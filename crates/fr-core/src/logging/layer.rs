//! Custom tracing layer for JSONL output.
//!
//! The same layer feeds stderr (in `jsonl` mode) and the per-day update log,
//! so both carry identical records.

use std::fs::{self, File, OpenOptions};
use std::io::{self, Write};
use std::path::{Path, PathBuf};
use std::sync::Mutex;

use chrono::{Local, NaiveDate, Utc};
use tracing::span::{Attributes, Id};
use tracing::{Event, Subscriber};
use tracing_subscriber::layer::Context;
use tracing_subscriber::registry::LookupSpan;
use tracing_subscriber::Layer;

use super::events::Level;

/// Correlation fields lifted to the top level of every record.
#[derive(Debug, Clone, Default)]
struct Correlation {
    run_id: Option<String>,
    host_id: Option<String>,
    stage: Option<String>,
    instance_id: Option<String>,
}

impl Correlation {
    fn set(&mut self, name: &str, value: String) -> bool {
        let slot = match name {
            "run_id" => &mut self.run_id,
            "host_id" => &mut self.host_id,
            "stage" => &mut self.stage,
            "instance_id" => &mut self.instance_id,
            _ => return false,
        };
        // "-" marks an absent instance in log_event! call sites.
        if value != "-" {
            *slot = Some(value);
        }
        true
    }

    fn fill_from(&mut self, other: &Correlation) {
        if self.run_id.is_none() {
            self.run_id.clone_from(&other.run_id);
        }
        if self.host_id.is_none() {
            self.host_id.clone_from(&other.host_id);
        }
        if self.stage.is_none() {
            self.stage.clone_from(&other.stage);
        }
        if self.instance_id.is_none() {
            self.instance_id.clone_from(&other.instance_id);
        }
    }
}

/// A visitor that extracts field values from tracing events.
struct JsonFieldVisitor {
    correlation: Correlation,
    fields: serde_json::Map<String, serde_json::Value>,
    message: Option<String>,
}

impl JsonFieldVisitor {
    fn new() -> Self {
        JsonFieldVisitor {
            correlation: Correlation::default(),
            fields: serde_json::Map::new(),
            message: None,
        }
    }

    fn record_string(&mut self, name: &str, value: String) {
        if name == "message" {
            self.message = Some(value);
        } else if !self.correlation.set(name, value.clone()) {
            self.fields
                .insert(name.to_string(), serde_json::Value::String(value));
        }
    }
}

impl tracing::field::Visit for JsonFieldVisitor {
    fn record_str(&mut self, field: &tracing::field::Field, value: &str) {
        self.record_string(field.name(), value.to_string());
    }

    fn record_debug(&mut self, field: &tracing::field::Field, value: &dyn std::fmt::Debug) {
        self.record_string(field.name(), format!("{:?}", value));
    }

    fn record_i64(&mut self, field: &tracing::field::Field, value: i64) {
        self.fields.insert(
            field.name().to_string(),
            serde_json::Value::Number(value.into()),
        );
    }

    fn record_u64(&mut self, field: &tracing::field::Field, value: u64) {
        self.fields.insert(
            field.name().to_string(),
            serde_json::Value::Number(value.into()),
        );
    }

    fn record_f64(&mut self, field: &tracing::field::Field, value: f64) {
        if let Some(n) = serde_json::Number::from_f64(value) {
            self.fields
                .insert(field.name().to_string(), serde_json::Value::Number(n));
        }
    }

    fn record_bool(&mut self, field: &tracing::field::Field, value: bool) {
        self.fields
            .insert(field.name().to_string(), serde_json::Value::Bool(value));
    }
}

/// JSONL tracing layer.
pub struct JsonlLayer<W = io::Stderr> {
    writer: Mutex<W>,
}

impl JsonlLayer<io::Stderr> {
    /// Create a new JSONL layer writing to stderr.
    pub fn stderr() -> Self {
        JsonlLayer {
            writer: Mutex::new(io::stderr()),
        }
    }
}

impl<W: Write> JsonlLayer<W> {
    /// Create a new JSONL layer with a custom writer.
    pub fn new(writer: W) -> Self {
        JsonlLayer {
            writer: Mutex::new(writer),
        }
    }
}

impl<S, W> Layer<S> for JsonlLayer<W>
where
    S: Subscriber + for<'a> LookupSpan<'a>,
    W: Write + 'static,
{
    fn on_new_span(&self, attrs: &Attributes<'_>, id: &Id, ctx: Context<'_, S>) {
        let mut visitor = JsonFieldVisitor::new();
        attrs.record(&mut visitor);

        if let Some(span) = ctx.span(id) {
            span.extensions_mut().insert(visitor.correlation);
        }
    }

    fn on_event(&self, event: &Event<'_>, ctx: Context<'_, S>) {
        let ts = Utc::now();

        let mut visitor = JsonFieldVisitor::new();
        event.record(&mut visitor);

        // Event fields win; enclosing spans fill the gaps.
        let mut correlation = visitor.correlation;
        if let Some(scope) = ctx.event_scope(event) {
            for span in scope {
                if let Some(span_ctx) = span.extensions().get::<Correlation>() {
                    correlation.fill_from(span_ctx);
                }
            }
        }

        let level: Level = (*event.metadata().level()).into();
        let mut obj = serde_json::Map::new();

        obj.insert("ts".to_string(), serde_json::json!(ts.to_rfc3339()));
        obj.insert("level".to_string(), serde_json::json!(level));
        obj.insert(
            "event".to_string(),
            serde_json::json!(event.metadata().target()),
        );
        if let Some(id) = correlation.run_id {
            obj.insert("run_id".to_string(), serde_json::json!(id));
        }
        if let Some(id) = correlation.host_id {
            obj.insert("host_id".to_string(), serde_json::json!(id));
        }
        if let Some(s) = correlation.stage {
            obj.insert("stage".to_string(), serde_json::json!(s));
        }
        if let Some(id) = correlation.instance_id {
            obj.insert("instance_id".to_string(), serde_json::json!(id));
        }
        if let Some(msg) = visitor.message {
            obj.insert("message".to_string(), serde_json::json!(msg));
        }
        if !visitor.fields.is_empty() {
            obj.insert(
                "fields".to_string(),
                serde_json::Value::Object(visitor.fields),
            );
        }

        let json = serde_json::to_string(&serde_json::Value::Object(obj)).unwrap_or_default();
        if let Ok(mut writer) = self.writer.lock() {
            let _ = writeln!(writer, "{}", json);
        }
    }
}

/// Appends to `update-YYYYMMDD.jsonl` in a directory, switching files when
/// the local date changes.
pub struct DailyLogFile {
    dir: PathBuf,
    current: Option<(NaiveDate, File)>,
}

impl DailyLogFile {
    /// Create the directory if needed. Files are opened on first write.
    pub fn new(dir: impl Into<PathBuf>) -> io::Result<Self> {
        let dir = dir.into();
        fs::create_dir_all(&dir)?;
        Ok(DailyLogFile { dir, current: None })
    }

    /// Path of the file that receives records written on `date`.
    pub fn path_for(dir: &Path, date: NaiveDate) -> PathBuf {
        dir.join(format!("update-{}.jsonl", date.format("%Y%m%d")))
    }

    fn file_for_today(&mut self) -> io::Result<&mut File> {
        let today = Local::now().date_naive();
        let stale = !matches!(&self.current, Some((date, _)) if *date == today);
        if stale {
            let file = OpenOptions::new()
                .create(true)
                .append(true)
                .open(Self::path_for(&self.dir, today))?;
            self.current = Some((today, file));
        }
        match self.current.as_mut() {
            Some((_, file)) => Ok(file),
            None => Err(io::Error::new(io::ErrorKind::Other, "log file not open")),
        }
    }
}

impl Write for DailyLogFile {
    fn write(&mut self, buf: &[u8]) -> io::Result<usize> {
        self.file_for_today()?.write(buf)
    }

    fn flush(&mut self) -> io::Result<()> {
        match self.current.as_mut() {
            Some((_, file)) => file.flush(),
            None => Ok(()),
        }
    }
}

#[cfg(test)]
mod tests {
    use super::*;
    use std::sync::Arc;
    use tracing_subscriber::layer::SubscriberExt;

    struct BufWriter(Arc<Mutex<Vec<u8>>>);

    impl Write for BufWriter {
        fn write(&mut self, buf: &[u8]) -> io::Result<usize> {
            self.0.lock().unwrap().write(buf)
        }
        fn flush(&mut self) -> io::Result<()> {
            Ok(())
        }
    }

    fn capture(f: impl FnOnce()) -> serde_json::Value {
        let buffer = Arc::new(Mutex::new(Vec::new()));
        let layer = JsonlLayer::new(BufWriter(buffer.clone()));
        let subscriber = tracing_subscriber::registry().with(layer);
        tracing::subscriber::with_default(subscriber, f);

        let output = buffer.lock().unwrap();
        let line = String::from_utf8_lossy(&output);
        serde_json::from_str(line.trim()).unwrap()
    }

    #[test]
    fn test_jsonl_layer_output() {
        let parsed = capture(|| {
            tracing::warn!(target: "verify.mismatch", message = "version differs");
        });
        assert_eq!(parsed["level"], "warn");
        assert_eq!(parsed["event"], "verify.mismatch");
        assert_eq!(parsed["message"], "version differs");
        assert!(parsed["ts"].is_string());
    }

    #[test]
    fn test_correlation_lifted_from_event_fields() {
        let parsed = capture(|| {
            tracing::info!(
                target: "backup.renamed",
                run_id = "run-1",
                host_id = "host-1",
                stage = "backup",
                instance_id = "007",
                renamed = 2u64,
                message = "moved aside"
            );
        });
        assert_eq!(parsed["run_id"], "run-1");
        assert_eq!(parsed["stage"], "backup");
        assert_eq!(parsed["instance_id"], "007");
        assert_eq!(parsed["fields"]["renamed"], 2);
        assert!(parsed["fields"].get("run_id").is_none());
    }

    #[test]
    fn test_absent_instance_marker_dropped() {
        let parsed = capture(|| {
            tracing::info!(target: "run.started", instance_id = "-", message = "go");
        });
        assert!(parsed.get("instance_id").is_none());
    }

    #[test]
    fn test_span_fills_missing_correlation() {
        let parsed = capture(|| {
            let span = tracing::info_span!("rollout", run_id = "run-span", stage = "install");
            let _guard = span.enter();
            tracing::info!(target: "install.copied", stage = "verify", message = "inner");
        });
        assert_eq!(parsed["run_id"], "run-span");
        assert_eq!(parsed["stage"], "verify");
    }

    #[test]
    fn test_daily_file_appends() {
        let temp = tempfile::TempDir::new().unwrap();
        let dir = temp.path().join("updateLog");
        let mut file = DailyLogFile::new(&dir).unwrap();
        writeln!(file, "{{\"a\":1}}").unwrap();
        writeln!(file, "{{\"a\":2}}").unwrap();
        file.flush().unwrap();

        let path = DailyLogFile::path_for(&dir, Local::now().date_naive());
        let content = fs::read_to_string(path).unwrap();
        assert_eq!(content.lines().count(), 2);
    }
}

◆ Task statement: Go through the records and count the lines that include "format", then give only that number.

◆ Result of the exercise: 2